At the end of the 1984 Presidential Campaign, Ronald Reagan sought solace at his ranch, Rancho Del Cielo, for an extended vacation. I volunteered to stay for the entire duration, providing a respite for those who had spent a significant portion of the year away from their families. For me, it felt like a vacation. I worked about an hour daily and had the rest of my time to myself.


Something profound had changed within me. Firstly, I was older. My appearance had changed, and my attire had evolved. Perhaps the most significant transformation was in my interactions with others.


Unbeknownst to me at the time, the campaign had instilled in me a newfound confidence. Frequently, I found myself traveling alone to catch flights in and out of cities. I had to interact with White House Staff and local dignitaries at event sites. Initially, these encounters were primarily confined to press filing centers, but by the midpoint of the campaign, I had proven myself sufficiently that I was often assigned to work other events on the stops. Looking back, it’s evident how this experience played a crucial role in my Santa Barbara visit. 

During the initial few weeks, I was with coworkers who were primarily focused on learning the ropes. I understood their situation, but I had come to enjoy myself when I could. I took advantage of this and went to the beach alone. I also had dinner with colleagues from different sections of the company or went out by myself. At night, I would visit clubs to dance or listen to live bands. I wasn’t afraid to ask someone to dance or strike up a conversation with them. Overall, it was a positive experience. I met a few people who I would see again on subsequent trips to Santa Barbara. I must admit that they were all women, but what’s more enjoyable for a single 22-year-old? This pattern continued when I returned to Virginia, where I had lived for most of my time in the Washington DC area.

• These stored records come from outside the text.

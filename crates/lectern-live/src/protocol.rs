//! Wire protocol for the classroom signaling server.
//!
//! Every frame is an [`Envelope`]: an event name, a JSON payload, and an
//! optional `ref` used to pair requests with their answers. Media
//! negotiation rides on the `message` event with a `type` discriminator
//! ([`ClientSignal`] outbound, [`ServerSignal`] inbound). Chat and
//! whiteboard traffic use their own event names (see [`events`]).

use serde::{Deserialize, Serialize};
use serde_json::Value;

use crate::media::MediaKind;

// ---------------------------------------------------------------------------
// Event names
// ---------------------------------------------------------------------------

/// Event names understood by the signaling server.
pub mod events {
    pub const MESSAGE: &str = "message";
    pub const NEW_PRODUCER: &str = "new-producer";
    pub const USER_JOIN_ROOM: &str = "user-join-room";
    pub const USER_MESSAGE: &str = "user-message";
    pub const NEW_MESSAGE: &str = "new-message";
    pub const GET_MESSAGES: &str = "get-messages";
    pub const WHITEBOARD_UPDATE: &str = "whiteboard-update";
    pub const WHITEBOARD_CLOSE: &str = "whiteboard-close";
    pub const REQUEST_WHITEBOARD_STATE: &str = "request-whiteboard-state";
    pub const TEACHER_LEAVE_ROOM: &str = "teacher-leave-room";
}

// ---------------------------------------------------------------------------
// Envelope
// ---------------------------------------------------------------------------

/// One frame on the signaling socket.
#[derive(Debug, Clone, PartialEq, Serialize, Deserialize)]
pub struct Envelope {
    pub event: String,
    #[serde(default)]
    pub data: Value,
    #[serde(rename = "ref", default, skip_serializing_if = "Option::is_none")]
    pub msg_ref: Option<String>,
}

impl Envelope {
    pub fn new(event: impl Into<String>, data: Value) -> Self {
        Self {
            event: event.into(),
            data,
            msg_ref: None,
        }
    }

    pub fn with_ref(mut self, msg_ref: impl Into<String>) -> Self {
        self.msg_ref = Some(msg_ref.into());
        self
    }
}

// ---------------------------------------------------------------------------
// Opaque negotiation blobs
// ---------------------------------------------------------------------------

/// Codec and header-extension capabilities of the server's router.
#[derive(Debug, Clone, Default, PartialEq, Serialize, Deserialize)]
#[serde(transparent)]
pub struct RouterCapabilities(pub Value);

/// Capabilities of the local device after loading the router's.
#[derive(Debug, Clone, Default, PartialEq, Serialize, Deserialize)]
#[serde(transparent)]
pub struct RtpCapabilities(pub Value);

#[derive(Debug, Clone, Default, PartialEq, Serialize, Deserialize)]
#[serde(transparent)]
pub struct DtlsParameters(pub Value);

#[derive(Debug, Clone, Default, PartialEq, Serialize, Deserialize)]
#[serde(transparent)]
pub struct RtpParameters(pub Value);

/// Server-side transport description returned by transport creation.
#[derive(Debug, Clone, Default, PartialEq, Serialize, Deserialize)]
#[serde(rename_all = "camelCase")]
pub struct TransportOptions {
    pub id: String,
    #[serde(default)]
    pub ice_parameters: Value,
    #[serde(default)]
    pub ice_candidates: Value,
    #[serde(default)]
    pub dtls_parameters: Value,
    #[serde(default, skip_serializing_if = "Option::is_none")]
    pub sctp_parameters: Option<Value>,
}

// ---------------------------------------------------------------------------
// Negotiation messages
// ---------------------------------------------------------------------------

/// Client-to-server negotiation requests, sent on the `message` event.
#[derive(Debug, Clone, PartialEq, Serialize, Deserialize)]
#[serde(tag = "type", rename_all = "camelCase", rename_all_fields = "camelCase")]
pub enum ClientSignal {
    GetRouterRtpCapabilities,
    CreateProducerTransport {
        force_tcp: bool,
        rtp_capabilities: RtpCapabilities,
    },
    ConnectProducerTransport {
        dtls_parameters: DtlsParameters,
    },
    Produce {
        kind: MediaKind,
        rtp_parameters: RtpParameters,
    },
    CreateConsumerTransport {
        force_tcp: bool,
    },
    ConnectConsumerTransport {
        dtls_parameters: DtlsParameters,
    },
    Consume {
        rtp_capabilities: RtpCapabilities,
    },
    Resume,
}

impl ClientSignal {
    /// Wire name of the request, used in logs and error messages.
    pub fn name(&self) -> &'static str {
        match self {
            ClientSignal::GetRouterRtpCapabilities => "getRouterRtpCapabilities",
            ClientSignal::CreateProducerTransport { .. } => "createProducerTransport",
            ClientSignal::ConnectProducerTransport { .. } => "connectProducerTransport",
            ClientSignal::Produce { .. } => "produce",
            ClientSignal::CreateConsumerTransport { .. } => "createConsumerTransport",
            ClientSignal::ConnectConsumerTransport { .. } => "connectConsumerTransport",
            ClientSignal::Consume { .. } => "consume",
            ClientSignal::Resume => "resume",
        }
    }
}

/// Server-to-client negotiation answers on the `message` event.
#[derive(Debug, Clone, PartialEq, Serialize, Deserialize)]
#[serde(tag = "type", rename_all = "camelCase")]
pub enum ServerSignal {
    RouterCapabilities { data: RouterCapabilities },
    ProducerTransportCreated { data: TransportOptions },
    ProducerConnected,
    Produced { data: ProducedPayload },
    SubTransportCreated { data: TransportOptions },
    SubConnected,
    Subscribed { data: SubscribedPayload },
    Resumed,
    #[serde(other)]
    Unknown,
}

impl ServerSignal {
    pub fn name(&self) -> &'static str {
        match self {
            ServerSignal::RouterCapabilities { .. } => "routerCapabilities",
            ServerSignal::ProducerTransportCreated { .. } => "producerTransportCreated",
            ServerSignal::ProducerConnected => "producerConnected",
            ServerSignal::Produced { .. } => "produced",
            ServerSignal::SubTransportCreated { .. } => "subTransportCreated",
            ServerSignal::SubConnected => "subConnected",
            ServerSignal::Subscribed { .. } => "subscribed",
            ServerSignal::Resumed => "resumed",
            ServerSignal::Unknown => "unknown",
        }
    }
}

/// Answer to `produce`: the server-issued producer id.
#[derive(Debug, Clone, Default, PartialEq, Serialize, Deserialize)]
pub struct ProducedPayload {
    #[serde(default)]
    pub id: String,
}

/// Answer to `consume`. Either consumer options or an `error` string.
#[derive(Debug, Clone, Default, PartialEq, Serialize, Deserialize)]
#[serde(rename_all = "camelCase")]
pub struct SubscribedPayload {
    #[serde(default)]
    pub id: String,
    #[serde(default)]
    pub producer_id: String,
    #[serde(default, skip_serializing_if = "Option::is_none")]
    pub kind: Option<MediaKind>,
    #[serde(default)]
    pub rtp_parameters: RtpParameters,
    #[serde(default, skip_serializing_if = "Option::is_none")]
    pub error: Option<String>,
}

/// Validated consumer description handed to the media engine.
#[derive(Debug, Clone, PartialEq)]
pub struct ConsumerOptions {
    pub id: String,
    pub producer_id: String,
    pub kind: MediaKind,
    pub rtp_parameters: RtpParameters,
}

impl SubscribedPayload {
    /// Check the payload carries everything needed to receive a track.
    pub fn into_options(self) -> Result<ConsumerOptions, String> {
        if let Some(error) = self.error {
            return Err(error);
        }
        if self.id.is_empty() {
            return Err("subscribed payload has no consumer id".into());
        }
        if self.producer_id.is_empty() {
            return Err("subscribed payload has no producer id".into());
        }
        let kind = self
            .kind
            .ok_or_else(|| "subscribed payload has no media kind".to_string())?;
        Ok(ConsumerOptions {
            id: self.id,
            producer_id: self.producer_id,
            kind,
            rtp_parameters: self.rtp_parameters,
        })
    }
}

// ---------------------------------------------------------------------------
// Chat payloads
// ---------------------------------------------------------------------------

/// Outbound chat message.
#[derive(Debug, Clone, PartialEq, Serialize, Deserialize)]
#[serde(rename_all = "camelCase")]
pub struct UserMessagePayload {
    pub message: String,
    pub room_id: String,
}

/// Acknowledgement of `get-messages`.
#[derive(Debug, Clone, PartialEq, Serialize, Deserialize)]
pub struct HistoryResponse {
    pub status: String,
    #[serde(default)]
    pub messages: Vec<Value>,
}

impl HistoryResponse {
    pub fn is_ok(&self) -> bool {
        self.status == "ok"
    }
}

/// Chat text from a wire value. Servers send plain strings, but anything
/// else is kept in its JSON form rather than dropped.
pub fn message_text(value: &Value) -> String {
    match value {
        Value::String(text) => text.clone(),
        Value::Object(map) => map
            .get("message")
            .and_then(Value::as_str)
            .map(str::to_string)
            .unwrap_or_else(|| value.to_string()),
        other => other.to_string(),
    }
}
//! Full configuration validation.
//!
//! Each domain has its own submodule; this orchestrator calls them all
//! and collects errors into a single `ConfigError`.

mod channels;
mod helpers;
mod signaling;
mod transport;


use crate::schema::LecternConfig;
use lectern_common::ConfigError;

/// Run all validations on a config, collecting all errors.
pub fn validate(config: &LecternConfig) -> Result<(), ConfigError> {
    let mut errors: Vec<String> = Vec::new();

    signaling::validate_signaling(&mut errors, config);
    transport::validate_transport(&mut errors, config);
    channels::validate_chat(&mut errors, config);
    channels::validate_whiteboard(&mut errors, config);

    if errors.is_empty() {
        Ok(())
    } else {
        Err(ConfigError::ValidationError(errors.join("; ")))
    }
}
//! Configuration and state types for the signaling channel.

use std::sync::atomic::{AtomicU64, Ordering};
use std::time::Duration;

// ---------------------------------------------------------------------------
// Configuration
// ---------------------------------------------------------------------------

/// Configuration for the signaling WebSocket.
#[derive(Clone)]
pub struct SignalingConfig {
    /// `ws://` or `wss://` endpoint. May carry an access token in the query.
    pub url: String,
    pub connect_timeout: Duration,
    /// Reconnect base delay in seconds.
    pub reconnect_delay_secs: u64,
    /// Maximum reconnect delay in seconds.
    pub max_reconnect_delay_secs: u64,
    /// How long a negotiation request waits for its answer.
    pub request_timeout: Duration,
}

impl SignalingConfig {
    /// URL without its query string, safe to log.
    pub fn display_url(&self) -> &str {
        self.url.split('?').next().unwrap_or("")
    }
}

impl std::fmt::Debug for SignalingConfig {
    fn fmt(&self, f: &mut std::fmt::Formatter<'_>) -> std::fmt::Result {
        f.debug_struct("SignalingConfig")
            .field("url", &self.display_url())
            .field("connect_timeout", &self.connect_timeout)
            .field("reconnect_delay_secs", &self.reconnect_delay_secs)
            .field("max_reconnect_delay_secs", &self.max_reconnect_delay_secs)
            .field("request_timeout", &self.request_timeout)
            .finish()
    }
}

impl Default for SignalingConfig {
    fn default() -> Self {
        Self {
            url: "ws://localhost:9000/ws".to_string(),
            connect_timeout: Duration::from_secs(15),
            reconnect_delay_secs: 1,
            max_reconnect_delay_secs: 30,
            request_timeout: Duration::from_secs(10),
        }
    }
}

// ---------------------------------------------------------------------------
// State
// ---------------------------------------------------------------------------

/// Whether the socket is currently up.
#[derive(Debug, Clone, Copy, PartialEq, Eq)]
pub enum ConnectionStatus {
    Disconnected,
    Connected,
}

static SCOPE_COUNTER: AtomicU64 = AtomicU64::new(1);

/// Owner tag for listeners and pending requests.
#[derive(Debug, Clone, Copy, PartialEq, Eq, Hash)]
pub struct Scope(u64);

impl Scope {
    pub fn next() -> Self {
        Self(SCOPE_COUNTER.fetch_add(1, Ordering::Relaxed))
    }
}

#[cfg(test)]
mod tests {
    use super::*;

    #[test]
    fn debug_hides_query_string() {
        let config = SignalingConfig {
            url: "wss://class.example.com/ws?token=abc123".into(),
            ..Default::default()
        };
        let debug = format!("{config:?}");
        assert!(debug.contains("wss://class.example.com/ws"));
        assert!(!debug.contains("abc123"));
    }

    #[test]
    fn scopes_are_unique() {
        assert_ne!(Scope::next(), Scope::next());
    }
}
//! In-process doubles for the signaling server and the media stack.

use std::sync::atomic::{AtomicBool, AtomicUsize, Ordering};
use std::sync::{Arc, Mutex};
use std::time::Duration;

use async_trait::async_trait;
use serde_json::{json, Value};
use tokio::sync::{mpsc, watch, Notify};

use crate::media::{
    Direction, EngineError, EngineTransport, IceServer, IceState, IceTransportPolicy,
    MediaEngine, MediaKind, MediaSink, MediaStream, MediaTrack, TransportDiagnostics,
};
use crate::protocol::{
    ClientSignal, ConsumerOptions, DtlsParameters, Envelope, RouterCapabilities,
    RtpCapabilities, RtpParameters, ServerSignal, SubscribedPayload, TransportOptions,
};
use crate::context::SessionContext;
use crate::device::Device;
use crate::session::SessionEvent;
use crate::signaling::{ConnectionStatus, Inner, SignalingChannel, SignalingConfig};

// ---------------------------------------------------------------------------
// Loopback signaling server
// ---------------------------------------------------------------------------

/// Test side of a channel with no socket: reads what the client queued
/// and injects frames straight into its dispatcher.
pub(crate) struct LoopbackServer {
    inner: Arc<Inner>,
}

pub(crate) fn loopback_channel() -> (SignalingChannel, LoopbackServer) {
    let channel = SignalingChannel::new(SignalingConfig {
        url: "ws://loopback.invalid/ws".into(),
        request_timeout: Duration::from_millis(300),
        ..Default::default()
    });
    let inner = Arc::clone(channel.inner());
    inner.started.store(true, Ordering::Release);
    inner.status_tx.send_replace(ConnectionStatus::Connected);
    (channel, LoopbackServer { inner })
}

impl LoopbackServer {
    pub(crate) async fn next_frame(&self) -> Envelope {
        let mut rx = self.inner.outbound_rx.lock().await;
        tokio::time::timeout(Duration::from_secs(2), rx.recv())
            .await
            .expect("timed out waiting for an outbound frame")
            .expect("outbound queue closed")
    }

    pub(crate) async fn try_next_frame(&self) -> Option<Envelope> {
        self.inner.outbound_rx.lock().await.try_recv().ok()
    }

    pub(crate) async fn expect_signal(&self) -> (ClientSignal, Envelope) {
        let frame = self.next_frame().await;
        assert_eq!(frame.event, "message", "expected a negotiation frame");
        let signal = serde_json::from_value(frame.data.clone()).expect("valid client signal");
        (signal, frame)
    }

    pub(crate) async fn reply(&self, request: &Envelope, signal: ServerSignal) {
        let data = serde_json::to_value(signal).expect("serializable signal");
        self.answer(request, data).await;
    }

    pub(crate) async fn answer(&self, request: &Envelope, data: Value) {
        self.inner
            .dispatcher
            .dispatch(Envelope {
                event: request.event.clone(),
                data,
                msg_ref: request.msg_ref.clone(),
            })
            .await;
    }

    /// Flip the socket state the way the connection loop does.
    pub(crate) fn set_connection(&self, status: ConnectionStatus) {
        self.inner.status_tx.send_replace(status);
    }

    /// Frames the connection loop would replay on a new socket.
    pub(crate) async fn rejoin_frames(&self) -> Vec<Envelope> {
        self.inner.rejoin_frames().await
    }

    pub(crate) async fn push(&self, event: &str, data: Value) {
        self.inner.dispatcher.dispatch(Envelope::new(event, data)).await;
    }
}

/// Give spawned tasks time to run.
pub(crate) async fn settle() {
    tokio::time::sleep(Duration::from_millis(50)).await;
}

pub(crate) fn test_context(
    channel: &SignalingChannel,
    engine: Arc<dyn MediaEngine>,
) -> (SessionContext, mpsc::Receiver<SessionEvent>) {
    SessionContext::new(channel.scoped(), engine)
}

pub(crate) fn loaded_device() -> Device {
    Device::loaded(
        RouterCapabilities(json!({"codecs": []})),
        RtpCapabilities(json!({"codecs": ["opus", "vp8"]})),
    )
}

// ---------------------------------------------------------------------------
// Canned payloads
// ---------------------------------------------------------------------------

pub(crate) fn router_caps() -> ServerSignal {
    ServerSignal::RouterCapabilities {
        data: RouterCapabilities(json!({"codecs": [{"mimeType": "audio/opus"}]})),
    }
}

pub(crate) fn transport_created(direction: Direction, id: &str) -> ServerSignal {
    let data = TransportOptions {
        id: id.to_string(),
        ice_parameters: json!({"usernameFragment": "u", "password": "p"}),
        ice_candidates: json!([]),
        dtls_parameters: json!({"role": "auto"}),
        sctp_parameters: None,
    };
    match direction {
        Direction::Publish => ServerSignal::ProducerTransportCreated { data },
        Direction::Subscribe => ServerSignal::SubTransportCreated { data },
    }
}

pub(crate) fn subscribed(producer_id: &str, kind: MediaKind) -> ServerSignal {
    ServerSignal::Subscribed {
        data: subscribed_payload(producer_id, kind),
    }
}

pub(crate) fn subscribed_payload(producer_id: &str, kind: MediaKind) -> SubscribedPayload {
    SubscribedPayload {
        id: format!("consumer-{producer_id}"),
        producer_id: producer_id.to_string(),
        kind: Some(kind),
        rtp_parameters: RtpParameters(json!({"codecs": []})),
        error: None,
    }
}

// ---------------------------------------------------------------------------
// Fake media engine
// ---------------------------------------------------------------------------

#[derive(Default)]
pub(crate) struct FakeEngine {
    reject_load: bool,
    load_gate: Option<Arc<Notify>>,
    load_attempts: AtomicUsize,
    loads: AtomicUsize,
    transports: Mutex<Vec<Arc<FakeTransport>>>,
}

impl FakeEngine {
    pub(crate) fn rejecting_load() -> Self {
        Self {
            reject_load: true,
            ..Default::default()
        }
    }

    /// Engine whose `load` blocks until `gate` is notified.
    pub(crate) fn gated(gate: Arc<Notify>) -> Self {
        Self {
            load_gate: Some(gate),
            ..Default::default()
        }
    }

    pub(crate) fn load_attempts(&self) -> usize {
        self.load_attempts.load(Ordering::SeqCst)
    }

    pub(crate) fn load_count(&self) -> usize {
        self.loads.load(Ordering::SeqCst)
    }

    pub(crate) fn transports(&self) -> Vec<Arc<FakeTransport>> {
        self.transports.lock().unwrap().clone()
    }

    pub(crate) fn last_transport(&self, direction: Direction) -> Option<Arc<FakeTransport>> {
        self.transports()
            .into_iter()
            .rev()
            .find(|t| t.direction == direction)
    }
}

#[async_trait]
impl MediaEngine for FakeEngine {
    async fn load(&self, _router: &RouterCapabilities) -> Result<RtpCapabilities, EngineError> {
        self.load_attempts.fetch_add(1, Ordering::SeqCst);
        if let Some(gate) = &self.load_gate {
            gate.notified().await;
        }
        if self.reject_load {
            return Err(EngineError::new("unsupported router codecs"));
        }
        self.loads.fetch_add(1, Ordering::SeqCst);
        Ok(RtpCapabilities(json!({"codecs": ["opus", "vp8"]})))
    }

    async fn create_transport(
        &self,
        direction: Direction,
        options: &TransportOptions,
        ice_policy: IceTransportPolicy,
        _ice_servers: &[IceServer],
    ) -> Result<Arc<dyn EngineTransport>, EngineError> {
        let transport = Arc::new(FakeTransport::new(direction, &options.id, ice_policy));
        self.transports.lock().unwrap().push(Arc::clone(&transport));
        Ok(transport)
    }
}

pub(crate) struct FakeTransport {
    id: String,
    pub(crate) direction: Direction,
    pub(crate) ice_policy: IceTransportPolicy,
    ice_tx: watch::Sender<IceState>,
    closed: AtomicBool,
    fail_connect: AtomicBool,
    connects: AtomicUsize,
}

impl FakeTransport {
    fn new(direction: Direction, id: &str, ice_policy: IceTransportPolicy) -> Self {
        let (ice_tx, _) = watch::channel(IceState::New);
        Self {
            id: id.to_string(),
            direction,
            ice_policy,
            ice_tx,
            closed: AtomicBool::new(false),
            fail_connect: AtomicBool::new(false),
            connects: AtomicUsize::new(0),
        }
    }

    pub(crate) fn set_ice(&self, state: IceState) {
        self.ice_tx.send_replace(state);
    }

    pub(crate) fn fail_next_connect(&self) {
        self.fail_connect.store(true, Ordering::SeqCst);
    }

    pub(crate) fn is_closed(&self) -> bool {
        self.closed.load(Ordering::SeqCst)
    }

    pub(crate) fn connect_count(&self) -> usize {
        self.connects.load(Ordering::SeqCst)
    }
}

#[async_trait]
impl EngineTransport for FakeTransport {
    fn id(&self) -> &str {
        &self.id
    }

    fn dtls_parameters(&self) -> DtlsParameters {
        DtlsParameters(json!({
            "role": "auto",
            "fingerprints": [{"algorithm": "sha-256", "value": "AB:CD"}]
        }))
    }

    async fn complete_connect(&self) -> Result<(), EngineError> {
        self.connects.fetch_add(1, Ordering::SeqCst);
        if self.fail_connect.swap(false, Ordering::SeqCst) {
            return Err(EngineError::new("dtls handshake failed"));
        }
        self.ice_tx.send_replace(IceState::Connected);
        Ok(())
    }

    async fn send_parameters(&self, track: &MediaTrack) -> Result<RtpParameters, EngineError> {
        Ok(RtpParameters(json!({"kind": track.kind(), "mid": track.id()})))
    }

    async fn receive(&self, consumer: &ConsumerOptions) -> Result<MediaTrack, EngineError> {
        Ok(MediaTrack::new(
            format!("remote-{}", consumer.id),
            consumer.kind,
        ))
    }

    fn ice_state(&self) -> watch::Receiver<IceState> {
        self.ice_tx.subscribe()
    }

    fn diagnostics(&self) -> TransportDiagnostics {
        TransportDiagnostics {
            local_candidates: vec!["udp 192.0.2.10:50000 host".into()],
            remote_candidates: vec!["udp 198.51.100.7:40000 host".into()],
            selected_pair: None,
            relayed: self.ice_policy == IceTransportPolicy::Relay,
        }
    }

    fn close(&self) {
        self.closed.store(true, Ordering::SeqCst);
    }
}

// ---------------------------------------------------------------------------
// Recording sink
// ---------------------------------------------------------------------------

pub(crate) struct RecordingSink {
    binds: Mutex<Vec<usize>>,
    placeholders: AtomicUsize,
    detaches: AtomicUsize,
    rendering: watch::Sender<bool>,
}

impl Default for RecordingSink {
    fn default() -> Self {
        let (rendering, _) = watch::channel(false);
        Self {
            binds: Mutex::new(Vec::new()),
            placeholders: AtomicUsize::new(0),
            detaches: AtomicUsize::new(0),
            rendering,
        }
    }
}

impl RecordingSink {
    /// Track counts of each bound stream, in bind order.
    pub(crate) fn binds(&self) -> Vec<usize> {
        self.binds.lock().unwrap().clone()
    }

    pub(crate) fn placeholder_count(&self) -> usize {
        self.placeholders.load(Ordering::SeqCst)
    }

    pub(crate) fn detach_count(&self) -> usize {
        self.detaches.load(Ordering::SeqCst)
    }

    pub(crate) fn deliver_frame(&self) {
        self.rendering.send_replace(true);
    }
}

#[async_trait]
impl MediaSink for RecordingSink {
    fn bind(&self, stream: &MediaStream) {
        self.binds.lock().unwrap().push(stream.len());
    }

    fn show_placeholder(&self) {
        self.placeholders.fetch_add(1, Ordering::SeqCst);
    }

    async fn first_frame(&self) -> Result<(), EngineError> {
        let mut rx = self.rendering.subscribe();
        rx.wait_for(|rendering| *rendering)
            .await
            .map(|_| ())
            .map_err(|_| EngineError::new("sink dropped"))
    }

    fn detach(&self) {
        self.detaches.fetch_add(1, Ordering::SeqCst);
        self.rendering.send_replace(false);
    }
}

When I returned home, the changes I had experienced in the White House continued to affect my daily life. I started wearing contact lenses almost every day, except when the air in the White House was too dry. I became engrossed in reading GQ magazine, carefully selecting clothes to match specific styles and purchasing cologne from their advertisements. Even my work attire underwent a transformation, as I realized that I needed to look more presentable on the job. My sense of humor and interactions with others had also changed. While I could still be a bit of a wise guy, I understood that there were appropriate times and places for such behavior. The White House staff began addressing me as Ralph instead of just polite knobs, and some of them even stopped to engage in conversations. It was during a trip to my parents with a coworker that I truly realized how different I had become. We visited a bar with a couple of high school friends, and we had a pretty waitress who I quickly discovered lived in the DC area but was attending college in New York. We hit it off, and she kept coming over to chat. However, my high school friends behaved just like they had in high school, making crude comments and responding with smart remarks whenever she spoke to me. After an especially offensive remark, I firmly told them to stop. I called them assholes, and the situation escalated so much that when the waitress didn’t come around for a while, I walked up to the bar. She expressed her disappointment with my friends’ behavior. Upon returning to the table, my high school friends told me that I had lost my fun-loving nature and asked my coworker if I had always been so uptight. I clarified that I hadn’t changed; I had simply grown up. Well, here I go again. I’ve rambled enough that I’ll end this section and continue in the near future. There’s a lot more to cover, including relationships, moving, marriage, and even the birth of my oldest son. Hopefully, I’m not boring everyone. I’ll resume with my move to the “Animal House.” Until then, God bless all of you.